Cropped images from normal light tests, 360-degree warped view (Click To View Full Size)
Bandwidth And Image Quality
There’s a science to bandwidth allocation and utilization when it comes to video over a network. The details go beyond the scope of this article (and my expertise if I’m being honest). However, a basic truth is that you’d like to provide the highest quality video your customers need at the lowest bandwidth cost.
When it came to image quality, we ran tests under a controlled “normal” lighting situation and a low light situation. Sample frames from all cameras, both normal lighting and low lighting, can be found on our website so you can see for yourself how each camera performs.

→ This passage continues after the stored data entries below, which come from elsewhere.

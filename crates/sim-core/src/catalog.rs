//! Read-only catalog of research models, upgrades and funding rounds.
//!
//! The catalog is built once, validated, and then only ever borrowed. It
//! offers two lookups: by `(category, index)` for the sequential research
//! trees and by id across every entity kind.

use rust_decimal::Decimal;
use serde::{Deserialize, Serialize};
use std::collections::{BTreeMap, HashMap};
use std::fmt;
use std::str::FromStr;
use thiserror::Error;

const BUILTIN_CATALOG: &str = include_str!("../assets/catalog.yaml");

/// Model family. Each family has its own sequential research frontier.
#[derive(
    Clone, Copy, Debug, PartialEq, Eq, PartialOrd, Ord, Hash, Serialize, Deserialize,
)]
#[serde(rename_all = "lowercase")]
pub enum Category {
    Language,
    Image,
    Video,
    Audio,
    World,
}

impl Category {
    /// Every category in display order.
    pub const ALL: [Category; 5] = [
        Category::Language,
        Category::Image,
        Category::Video,
        Category::Audio,
        Category::World,
    ];

    pub fn as_str(self) -> &'static str {
        match self {
            Category::Language => "language",
            Category::Image => "image",
            Category::Video => "video",
            Category::Audio => "audio",
            Category::World => "world",
        }
    }
}

impl fmt::Display for Category {
    fn fmt(&self, f: &mut fmt::Formatter<'_>) -> fmt::Result {
        f.write_str(self.as_str())
    }
}

impl FromStr for Category {
    type Err = CatalogError;

    fn from_str(s: &str) -> Result<Self, Self::Err> {
        Category::ALL
            .into_iter()
            .find(|c| c.as_str() == s)
            .ok_or_else(|| CatalogError::UnknownCategory(s.to_string()))
    }
}

/// Upgrade family; `Partnerships` upgrades are also tracked as partnerships.
#[derive(
    Clone, Copy, Debug, PartialEq, Eq, PartialOrd, Ord, Hash, Serialize, Deserialize,
)]
#[serde(rename_all = "lowercase")]
pub enum UpgradeKind {
    Compute,
    Research,
    Revenue,
    Partnerships,
}

impl UpgradeKind {
    pub const ALL: [UpgradeKind; 4] = [
        UpgradeKind::Compute,
        UpgradeKind::Research,
        UpgradeKind::Revenue,
        UpgradeKind::Partnerships,
    ];

    pub fn as_str(self) -> &'static str {
        match self {
            UpgradeKind::Compute => "compute",
            UpgradeKind::Research => "research",
            UpgradeKind::Revenue => "revenue",
            UpgradeKind::Partnerships => "partnerships",
        }
    }
}

impl fmt::Display for UpgradeKind {
    fn fmt(&self, f: &mut fmt::Formatter<'_>) -> fmt::Result {
        f.write_str(self.as_str())
    }
}

/// Optional adjustments attached to an upgrade or a model.
///
/// Absent fields have no effect. Upgrades apply them on purchase in the order
/// compute, energy, research, revenue, expenses; models apply revenue,
/// research, efficiency and energy on completion.
#[derive(Clone, Debug, Default, PartialEq, Serialize, Deserialize)]
#[serde(default)]
pub struct Effects {
    /// Additive compute capacity.
    pub compute_gain: Option<f64>,
    /// Additive energy usage (may be negative; usage is floored at zero).
    pub energy_cost: Option<f64>,
    /// Additive research speed.
    pub research_boost: Option<f64>,
    /// Additive revenue per second.
    pub revenue_boost: Option<Decimal>,
    /// Fraction in [0, 1) removed from expenses per second.
    pub expense_reduction: Option<f64>,
    /// Multiplier applied to compute capacity.
    pub efficiency_boost: Option<f64>,
}

/// A research model in one of the category trees.
#[derive(Clone, Debug, PartialEq, Serialize, Deserialize)]
pub struct Model {
    pub id: String,
    pub name: String,
    pub category: Category,
    pub year: i32,
    #[serde(default)]
    pub parameters: String,
    #[serde(default)]
    pub description: String,
    /// Cash deducted when training starts.
    pub cost: Decimal,
    /// Compute capacity needed to start; also the basis of the AI power gain.
    pub compute_required: f64,
    /// Progress units needed to finish (seconds at research speed 1).
    pub research_time: f64,
    #[serde(default)]
    pub effects: Effects,
}

/// A one-time infrastructure, research, revenue or partnership purchase.
#[derive(Clone, Debug, PartialEq, Serialize, Deserialize)]
pub struct Upgrade {
    pub id: String,
    pub name: String,
    pub kind: UpgradeKind,
    #[serde(default)]
    pub description: String,
    pub cost: Decimal,
    #[serde(default)]
    pub effects: Effects,
}

/// A funding round that can be claimed once.
#[derive(Clone, Debug, PartialEq, Serialize, Deserialize)]
pub struct FundingRound {
    pub id: String,
    pub name: String,
    pub amount: Decimal,
    /// Free-form equity terms, e.g. "10% equity".
    pub equity: String,
    #[serde(default)]
    pub description: String,
}

/// Errors raised while building or parsing a catalog.
#[derive(Debug, Error, PartialEq)]
pub enum CatalogError {
    #[error("unknown category: {0}")]
    UnknownCategory(String),
    #[error("duplicate catalog id: {0}")]
    DuplicateId(String),
    #[error("negative cost or amount for {0}")]
    NegativeMoney(String),
    #[error("invalid numeric field `{field}` for {id}")]
    InvalidNumber { id: String, field: &'static str },
    #[error("catalog parse error: {0}")]
    Parse(String),
}

#[derive(Deserialize)]
struct CatalogFile {
    #[serde(default)]
    models: Vec<Model>,
    #[serde(default)]
    upgrades: Vec<Upgrade>,
    #[serde(default)]
    funding_rounds: Vec<FundingRound>,
}

/// Where an id resolves to.
#[derive(Clone, Copy, Debug, PartialEq, Eq)]
pub enum Entry {
    Model(Category, usize),
    Upgrade(usize),
    FundingRound(usize),
}

/// Immutable registry of every catalog entity.
#[derive(Clone, Debug)]
pub struct Catalog {
    models: BTreeMap<Category, Vec<Model>>,
    upgrades: Vec<Upgrade>,
    funding_rounds: Vec<FundingRound>,
    by_id: HashMap<String, Entry>,
}

impl Catalog {
    /// Validate and index the given tables. Models keep their relative order
    /// within each category; that order is the research order.
    pub fn new(
        models: Vec<Model>,
        upgrades: Vec<Upgrade>,
        funding_rounds: Vec<FundingRound>,
    ) -> Result<Self, CatalogError> {
        let mut by_id = HashMap::new();
        let mut grouped: BTreeMap<Category, Vec<Model>> =
            Category::ALL.into_iter().map(|c| (c, Vec::new())).collect();

        for model in models {
            validate_model(&model)?;
            let list = grouped.entry(model.category).or_default();
            let entry = Entry::Model(model.category, list.len());
            insert_id(&mut by_id, &model.id, entry)?;
            list.push(model);
        }
        for (idx, upgrade) in upgrades.iter().enumerate() {
            validate_upgrade(upgrade)?;
            insert_id(&mut by_id, &upgrade.id, Entry::Upgrade(idx))?;
        }
        for (idx, round) in funding_rounds.iter().enumerate() {
            validate_funding_round(round)?;
            insert_id(&mut by_id, &round.id, Entry::FundingRound(idx))?;
        }

        Ok(Self {
            models: grouped,
            upgrades,
            funding_rounds,
            by_id,
        })
    }

    /// Parse a catalog from its YAML form.
    pub fn from_yaml(text: &str) -> Result<Self, CatalogError> {
        let file: CatalogFile =
            serde_yaml::from_str(text).map_err(|e| CatalogError::Parse(e.to_string()))?;
        Self::new(file.models, file.upgrades, file.funding_rounds)
    }

    /// The catalog shipped with the game.
    pub fn builtin() -> Result<Self, CatalogError> {
        Self::from_yaml(BUILTIN_CATALOG)
    }

    /// Models of a category in research order.
    pub fn models(&self, category: Category) -> &[Model] {
        self.models
            .get(&category)
            .map(Vec::as_slice)
            .unwrap_or_default()
    }

    pub fn model(&self, category: Category, index: usize) -> Option<&Model> {
        self.models(category).get(index)
    }

    pub fn model_by_id(&self, id: &str) -> Option<&Model> {
        match self.by_id.get(id)? {
            Entry::Model(category, index) => self.model(*category, *index),
            _ => None,
        }
    }

    pub fn upgrades(&self) -> &[Upgrade] {
        &self.upgrades
    }

    /// Upgrades of one kind, in catalog order.
    pub fn upgrades_of(&self, kind: UpgradeKind) -> impl Iterator<Item = &Upgrade> {
        self.upgrades.iter().filter(move |u| u.kind == kind)
    }

    pub fn upgrade(&self, id: &str) -> Option<&Upgrade> {
        match self.by_id.get(id)? {
            Entry::Upgrade(index) => self.upgrades.get(*index),
            _ => None,
        }
    }

    pub fn funding_rounds(&self) -> &[FundingRound] {
        &self.funding_rounds
    }

    pub fn funding_round(&self, id: &str) -> Option<&FundingRound> {
        match self.by_id.get(id)? {
            Entry::FundingRound(index) => self.funding_rounds.get(*index),
            _ => None,
        }
    }

    /// Resolve any id to the kind of entity it names.
    pub fn lookup(&self, id: &str) -> Option<Entry> {
        self.by_id.get(id).copied()
    }
}

fn insert_id(
    by_id: &mut HashMap<String, Entry>,
    id: &str,
    entry: Entry,
) -> Result<(), CatalogError> {
    if by_id.insert(id.to_string(), entry).is_some() {
        return Err(CatalogError::DuplicateId(id.to_string()));
    }
    Ok(())
}

fn invalid(id: &str, field: &'static str) -> CatalogError {
    CatalogError::InvalidNumber {
        id: id.to_string(),
        field,
    }
}

fn validate_effects(id: &str, effects: &Effects) -> Result<(), CatalogError> {
    let finite = [
        ("compute_gain", effects.compute_gain),
        ("energy_cost", effects.energy_cost),
        ("research_boost", effects.research_boost),
        ("expense_reduction", effects.expense_reduction),
        ("efficiency_boost", effects.efficiency_boost),
    ];
    for (field, value) in finite {
        if matches!(value, Some(v) if !v.is_finite()) {
            return Err(invalid(id, field));
        }
    }
    if matches!(effects.research_boost, Some(v) if v < 0.0) {
        return Err(invalid(id, "research_boost"));
    }
    if matches!(effects.expense_reduction, Some(v) if !(0.0..1.0).contains(&v)) {
        return Err(invalid(id, "expense_reduction"));
    }
    if matches!(effects.efficiency_boost, Some(v) if v <= 0.0) {
        return Err(invalid(id, "efficiency_boost"));
    }
    Ok(())
}

/// Validate a research model.
pub fn validate_model(m: &Model) -> Result<(), CatalogError> {
    if m.cost < Decimal::ZERO {
        return Err(CatalogError::NegativeMoney(m.id.clone()));
    }
    if !m.compute_required.is_finite() || m.compute_required < 0.0 {
        return Err(invalid(&m.id, "compute_required"));
    }
    if !m.research_time.is_finite() || m.research_time <= 0.0 {
        return Err(invalid(&m.id, "research_time"));
    }
    validate_effects(&m.id, &m.effects)
}

/// Validate an upgrade.
pub fn validate_upgrade(u: &Upgrade) -> Result<(), CatalogError> {
    if u.cost < Decimal::ZERO {
        return Err(CatalogError::NegativeMoney(u.id.clone()));
    }
    validate_effects(&u.id, &u.effects)
}

/// Validate a funding round.
pub fn validate_funding_round(r: &FundingRound) -> Result<(), CatalogError> {
    if r.amount <= Decimal::ZERO {
        return Err(CatalogError::NegativeMoney(r.id.clone()));
    }
    Ok(())
}

#[cfg(test)]
mod tests {
    use super::*;

    fn model(id: &str, category: Category) -> Model {
        Model {
            id: id.to_string(),
            name: id.to_uppercase(),
            category,
            year: 2020,
            parameters: String::new(),
            description: String::new(),
            cost: Decimal::new(1000, 0),
            compute_required: 100.0,
            research_time: 10.0,
            effects: Effects::default(),
        }
    }

    #[test]
    fn builtin_catalog_parses() {
        let catalog = Catalog::builtin().unwrap();
        for category in Category::ALL {
            assert!(
                !catalog.models(category).is_empty(),
                "no models for {category}"
            );
        }
        for kind in UpgradeKind::ALL {
            assert!(catalog.upgrades_of(kind).next().is_some(), "no {kind} upgrades");
        }
        assert!(!catalog.funding_rounds().is_empty());
        let first = catalog.model(Category::Language, 0).unwrap();
        assert_eq!(first.id, "gpt-1");
        assert!(first.compute_required <= 500.0);
    }

    #[test]
    fn lookups_by_index_and_id_agree() {
        let catalog = Catalog::new(
            vec![
                model("a0", Category::Audio),
                model("l0", Category::Language),
                model("a1", Category::Audio),
            ],
            vec![],
            vec![],
        )
        .unwrap();
        assert_eq!(catalog.model(Category::Audio, 1).unwrap().id, "a1");
        assert_eq!(catalog.model_by_id("a1").unwrap().category, Category::Audio);
        assert_eq!(catalog.lookup("l0"), Some(Entry::Model(Category::Language, 0)));
        assert!(catalog.model(Category::Video, 0).is_none());
        assert!(catalog.upgrade("a0").is_none());
    }

    #[test]
    fn duplicate_ids_are_rejected() {
        let err = Catalog::new(
            vec![model("x", Category::Image)],
            vec![Upgrade {
                id: "x".into(),
                name: "X".into(),
                kind: UpgradeKind::Compute,
                description: String::new(),
                cost: Decimal::ZERO,
                effects: Effects::default(),
            }],
            vec![],
        )
        .unwrap_err();
        assert_eq!(err, CatalogError::DuplicateId("x".into()));
    }

    #[test]
    fn invalid_effects_are_rejected() {
        let mut m = model("m", Category::World);
        m.effects.expense_reduction = Some(1.5);
        assert!(validate_model(&m).is_err());
        m.effects.expense_reduction = None;
        m.research_time = 0.0;
        assert_eq!(validate_model(&m), Err(invalid("m", "research_time")));
    }

    #[test]
    fn category_parses_from_str() {
        assert_eq!("video".parse::<Category>().unwrap(), Category::Video);
        assert!("robotics".parse::<Category>().is_err());
    }
}
#![deny(warnings)]

//! Core domain model for AI Lab Tycoon.
//!
//! This crate defines the read-only catalog, the mutable company state, the
//! bounded history/news logs and the plain-data snapshot form with its
//! sanitizer. It holds no simulation rules; those live in `sim-runtime`.

pub mod catalog;
pub mod config;
pub mod log;
pub mod snapshot;
pub mod state;

pub use catalog::{
    Catalog, CatalogError, Category, Effects, Entry, FundingRound, Model, Upgrade, UpgradeKind,
};
pub use config::{ConfigError, SimConfig};
pub use log::{History, HistoryPoint, NewsLog, HISTORY_CAPACITY, NEWS_CAPACITY};
pub use snapshot::{sanitize, sanitize_json, serialize, SavedHistory, SavedResearch, SavedState};
pub use state::{ActiveResearch, CompanyState};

In normal lighting situations, the Axis camera performed very well, although at a cost we’ll see when we discuss the results of the bandwidth tests. Also, it should be noted that the Axis camera was one of the 5MP cameras in the test, so it shouldn’t be a surprise that more pixels yielded a better image. Other notable cameras that produced high quality video were the ones from Vivotek and Mobotix.
In our low light tests, all the cameras suffered in some way. This was expected as the cameras tested are not advertised as being capable of seeing in the dark. Still, we wanted to see which performed best when the lights went down. The Axis camera performed best in the low light test. The Mobotix, GeoVision, and Panasonic had near zero visibility without assisted lighting. The Vivotek camera was noisy.
The next part of our test was evaluating how much bandwidth these cameras used to achieve the image quality we just discussed. In normal light situations, the Axis camera was the highest bandwidth-hungry camera tested, coming in at just under 2MB/second. Just behind it was the ACTi camera at 1.8MB/sec.
On the opposite end, the Mobotix camera needed just 300KB/second to achieve its results while the Panasonic came in lowest at around 250KB/second. The other cameras tested fell around the 500KB/second mark.
The low light tests had similar results. The Axis camera came in at 2.5MB/second. Panasonic and Mobotix came in lowest at 300KB/second and 350KB/second respectively. One oddity worth mentioning is the Vivotek camera, which almost doubled bandwidth use in low light, going from 500KB/second to 900KB/second.
Bandwidth Test Results
|Camera||H.264 – Normal Light||H.264 – Low Light|
As mentioned at the outset, you should strive to provide your customers with the highest quality video they need at the lowest bandwidth cost. Your customers might not need a 5MP camera or one that can perform well in low light. They might not have a network capable of handling certain bandwidth-hungry cameras. All of this is for you to determine on a customer-by-customer basis.
So which camera is the best? That depends on your needs and budget. We didn’t talk prices a lot in this article, but those can be found in the accompanying chart. Consider the bandwidth requirements of your customers, the image quality needed, and all the other factors we covered in this article. No matter which camera you choose, 360-degree cameras are a powerful technology worth including on your line card.